# Rechner stürzt ab und sagt Hardware Defekt



## NIC140903 (18. Juni 2003)

Hi!

ich hab folgendes Problem:
mein Rechner stürzt öfters ma ab (so zwischen 10 min und 12h nachm boot), und ich weiß absolut nich woran es liegen könnte.
Das is die automatische abschaltung beim Hardware-Defekt von XP

Ich weiß nich ob ihr den Blue-Screen kennt, er zeigt an, dass irgendein Hardware-Defekt vorliegt und Windows deshalb runtergefahren wurde um weitere Defekte zu vermeiden.

Ich hab schon folgende Hardware überprüft:
die beiden grakas
soundkarte
netzwerkkarte
ram
über die festplatten hab ich ne oberflächenanalyse laufen lassen - alles in ordnung

ich hab mittlerweile ne Überhitzung im Verdacht, aber das glaub ich nich, weil meine Kühlung im Grunde weit mehr als ausreichend sein müsste.

Meine Hardware:
Asus A7V 133
768 megs ram
thunderbird 1ghz
western digital 80gigs
2x western digital 45 gigs
ibm 13,5 gigs
pioneer 16x dvd
asus 48x cd-brenner
creative labs soundblaster live player 1024
standard 100mbit netzwerkkarte


wär cool wenn mir da wer helfen könnte, ich verzweifle mittlerweile an dem ding

mfg
NIC


----------



## Budda (18. Juni 2003)

Hallo ...

Also so viel Plan von Hardware habe ich nicht, aber ich würde vielleicht auf den CPU tippen!? Den RAM hast du ja schon geprüft, sagts du

ciao


----------



## NIC140903 (18. Juni 2003)

> _Original geschrieben von Budda _
> *Hallo ...
> 
> Also so viel Plan von Hardware habe ich nicht, aber ich würde vielleicht auf den CPU tippen!? Den RAM hast du ja schon geprüft, sagts du
> ...



cpu glaub ich ehrlich gesagt nich, ich kann mir irgendwie nich vorstellen, dass die so nen fehler verurschacht - wenn so nen Prozessor kaputt is, dann bootet der rechner doch im Normalfall nich.


----------



## Budda (18. Juni 2003)

muss ja nicht sein, das er kaputt ist! ein überhitzungsschutz z.B.
Ich habe das ASUS A7V266 und das hat eine CPU-Protection! ist nur eine Vermutung von mir ...


----------



## killkrog (19. Juni 2003)

> _Original geschrieben von NIC140903 _
> *weil meine Kühlung im Grunde weit mehr als ausreichend sein müsste*



Wer lesen kann ist klar im Vorteil.

@ Topic

Sry Kumpel, keine Ahnung was los sein könnte.


----------



## Budda (19. Juni 2003)

*Re: Re: Rechner stürzt ab und sagt Hardware Defekt*



> _Original geschrieben von killkrog _
> Wer lesen kann ist klar im Vorteil.



er hat gesagt es *müsste* ausreichend sein!
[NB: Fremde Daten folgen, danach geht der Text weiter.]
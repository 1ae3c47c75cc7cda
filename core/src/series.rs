//! Rolling time series of the graphed metrics.

use std::fmt;
use std::str::FromStr;

use serde::{Deserialize, Serialize};

use crate::buffer::RingBuffer;
use crate::monitoring::Snapshot;

/// A graphed metric.
#[derive(Debug, Clone, Copy, PartialEq, Eq, Hash, Serialize, Deserialize)]
#[serde(rename_all = "lowercase")]
pub enum Metric {
    Temp,
    Cpu,
    Clock,
    Volt,
}

impl Metric {
    pub const ALL: [Metric; 4] = [Metric::Temp, Metric::Cpu, Metric::Clock, Metric::Volt];

    pub fn as_str(&self) -> &'static str {
        match self {
            Self::Temp => "temp",
            Self::Cpu => "cpu",
            Self::Clock => "clock",
            Self::Volt => "volt",
        }
    }

    fn index(self) -> usize {
        match self {
            Self::Temp => 0,
            Self::Cpu => 1,
            Self::Clock => 2,
            Self::Volt => 3,
        }
    }

    fn value_of(self, snapshot: &Snapshot) -> f64 {
        match self {
            Self::Temp => snapshot.temperature_c,
            Self::Cpu => snapshot.cpu_load_pct,
            Self::Clock => f64::from(snapshot.clock_mhz),
            Self::Volt => snapshot.voltage_v,
        }
    }
}

impl fmt::Display for Metric {
    fn fmt(&self, f: &mut fmt::Formatter<'_>) -> fmt::Result {
        f.write_str(self.as_str())
    }
}

impl FromStr for Metric {
    type Err = String;

    fn from_str(s: &str) -> Result<Self, Self::Err> {
        match s {
            "temp" => Ok(Self::Temp),
            "cpu" => Ok(Self::Cpu),
            "clock" => Ok(Self::Clock),
            "volt" => Ok(Self::Volt),
            other => Err(format!("unknown metric: {other}")),
        }
    }
}

/// Bounded history of the four graphed metrics on a shared time axis.
///
/// X coordinates come from a tick counter multiplied by the fast-tick step,
/// not from the snapshot timestamp, so the axis is strictly increasing even
/// when ticks are skipped.
#[derive(Debug, Clone)]
pub struct TimeSeries {
    time_axis: RingBuffer<f64>,
    values: [RingBuffer<f64>; 4],
    step_s: f64,
    tick: u64,
}

impl TimeSeries {
    pub fn new(capacity: usize, step_s: f64) -> Self {
        Self {
            time_axis: RingBuffer::new(capacity),
            values: std::array::from_fn(|_| RingBuffer::new(capacity)),
            step_s,
            tick: 0,
        }
    }

    /// Append one sample of every metric.
    pub fn push(&mut self, snapshot: &Snapshot) {
        self.time_axis.push(self.tick as f64 * self.step_s);
        for metric in Metric::ALL {
            self.values[metric.index()].push(metric.value_of(snapshot));
        }
        self.tick += 1;
    }

    /// Advance the time axis without recording a sample.
    pub fn skip(&mut self) {
        self.tick += 1;
    }

    /// Copy of `(xs, ys)` for one metric, oldest first.
    pub fn view(&self, metric: Metric) -> (Vec<f64>, Vec<f64>) {
        (
            self.time_axis.to_vec(),
            self.values[metric.index()].to_vec(),
        )
    }

    pub fn len(&self) -> usize {
        self.time_axis.len()
    }

    pub fn is_empty(&self) -> bool {
        self.time_axis.is_empty()
    }

    pub fn capacity(&self) -> usize {
        self.time_axis.capacity()
    }
}

#[cfg(test)]
mod tests {
    use super::*;

    fn snapshot(temp: f64, clock: u32) -> Snapshot {
        Snapshot {
            temperature_c: temp,
            cpu_load_pct: temp / 2.0,
            clock_mhz: clock,
            voltage_v: 0.85,
            ..Default::default()
        }
    }

    #[test]
    fn metric_names_round_trip() {
        for metric in Metric::ALL {
            assert_eq!(metric.as_str().parse::<Metric>().unwrap(), metric);
        }
        assert!("fan".parse::<Metric>().is_err());
        assert_eq!(serde_json::to_string(&Metric::Volt).unwrap(), "\"volt\"");
    }

    #[test]
    fn new_series_is_empty() {
        let series = TimeSeries::new(150, 0.1);
        for metric in Metric::ALL {
            let (xs, ys) = series.view(metric);
            assert!(xs.is_empty());
            assert!(ys.is_empty());
        }
        assert!(series.is_empty());
    }

    #[test]
    fn push_records_every_metric() {
        let mut series = TimeSeries::new(150, 0.1);
        series.push(&snapshot(55.0, 1800));
        assert_eq!(series.view(Metric::Temp).1, vec![55.0]);
        assert_eq!(series.view(Metric::Cpu).1, vec![27.5]);
        assert_eq!(series.view(Metric::Clock).1, vec![1800.0]);
        assert_eq!(series.view(Metric::Volt).1, vec![0.85]);
        assert_eq!(series.view(Metric::Temp).0, vec![0.0]);
    }

    #[test]
    fn overflow_keeps_capacity_and_order() {
        let mut series = TimeSeries::new(150, 0.1);
        for i in 0..500u32 {
            series.push(&snapshot(f64::from(i), 1000 + i));
        }

        for metric in Metric::ALL {
            let (xs, ys) = series.view(metric);
            assert_eq!(xs.len(), 150);
            assert_eq!(ys.len(), 150);
            for pair in xs.windows(2) {
                assert!(pair[1] > pair[0]);
                assert!((pair[1] - pair[0] - 0.1).abs() < 1e-9);
            }
        }

        let (xs, temps) = series.view(Metric::Temp);
        assert_eq!(*temps.last().unwrap(), 499.0);
        assert_eq!(temps[0], 350.0);
        assert!((xs.last().unwrap() - 49.9).abs() < 1e-9);
        assert_eq!(*series.view(Metric::Clock).1.last().unwrap(), 1499.0);
    }

    #[test]
    fn skip_advances_time_only() {
        let mut series = TimeSeries::new(10, 0.1);
        series.push(&snapshot(40.0, 1500));
        series.skip();
        series.skip();
        series.push(&snapshot(41.0, 1500));

        let (xs, ys) = series.view(Metric::Temp);
        assert_eq!(ys, vec![40.0, 41.0]);
        assert_eq!(xs.len(), 2);
        assert!((xs[1] - 0.3).abs() < 1e-9);
    }
}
Also für mich ist das dann nicht zwingend ...  

ciao


----------



## NIC140903 (19. Juni 2003)

*Re: Re: Re: Rechner stürzt ab und sagt Hardware Defekt*



> _Original geschrieben von Budda _
> *er hat gesagt es müsste ausreichend sein! Also für mich ist das dann nicht zwingend ...
> 
> ciao *



na ja, sagen wirs so, es sind mehr als nur die standard-lüfter im tower, um nen vernünftigen luftfluss herzustellen usw...
also eigentlich reicht die kühlung

nur: meine northbridge scheint der meinung nich zu sein, ich werd ma versuchen den passiv auf der northbridge runterzunehmen und wärmeleitpaste drunterpacken, vielleicht gehts dann...


----------



## Fabian H (19. Juni 2003)

Hast du die Temparaturen von deinem PC schonmal gemessen?


----------



## NIC140903 (19. Juni 2003)

> _Original geschrieben von Nuinmundo _
> *Hast du die Temparaturen von deinem PC schonmal gemessen? *



ne, hab ich nich, das scheitert nämlich leider daran, dass ich kein thermometer hab was dazu taugt


----------



## Fabian H (19. Juni 2003)

Es gibt genug Software dazu 
Das Thermometer is nämlich schon auf den meisten Mainboards drauf!

Mein Favorit: CPUCool


----------



## NIC140903 (19. Juni 2003)

> _Original geschrieben von Nuinmundo _
> *Es gibt genug Software dazu
> Das Thermometer is nämlich schon auf den meisten Mainboards drauf!
> 
> Mein Favorit: CPUCool *



ja, aber ich befürchte, dass das board falsche temperaturen ausspuckt
ich hab mbm5 installiert. cpu: 46 bis 52° - board: 32 bis 38°
wobei wieder mal fraglich is wo der temperatur-sensor aufm board sitzt
also mit sicherheit nicht aufer northbridge, die is nämlich wärmer als 38° - und mittlerweile glaub ich auch, dass es daran liegen könnte, dass die northbridge überhitzt, ich muss den kühler da ma runternehmen und mit wärmeleitpaste oder so neu drauf machen


----------



## Budda (19. Juni 2003)

und in der neuen PC Games Hardware steht drin, das es auch ganz sinnvoll wäre noch einen kleinen Aktiv-Lüfter draufzusetzen  

ciao


----------



## NIC140903 (21. Juni 2003)

> _Original geschrieben von Budda _
> *und in der neuen PC Games Hardware steht drin, das es auch ganz sinnvoll wäre noch einen kleinen Aktiv-Lüfter draufzusetzen
> 
> ciao *



ja, das werd ich wohl ma machen müssen - ich hoffe nur, dass es wirklich die northbridge is, und nich irgendwas anderes...


----------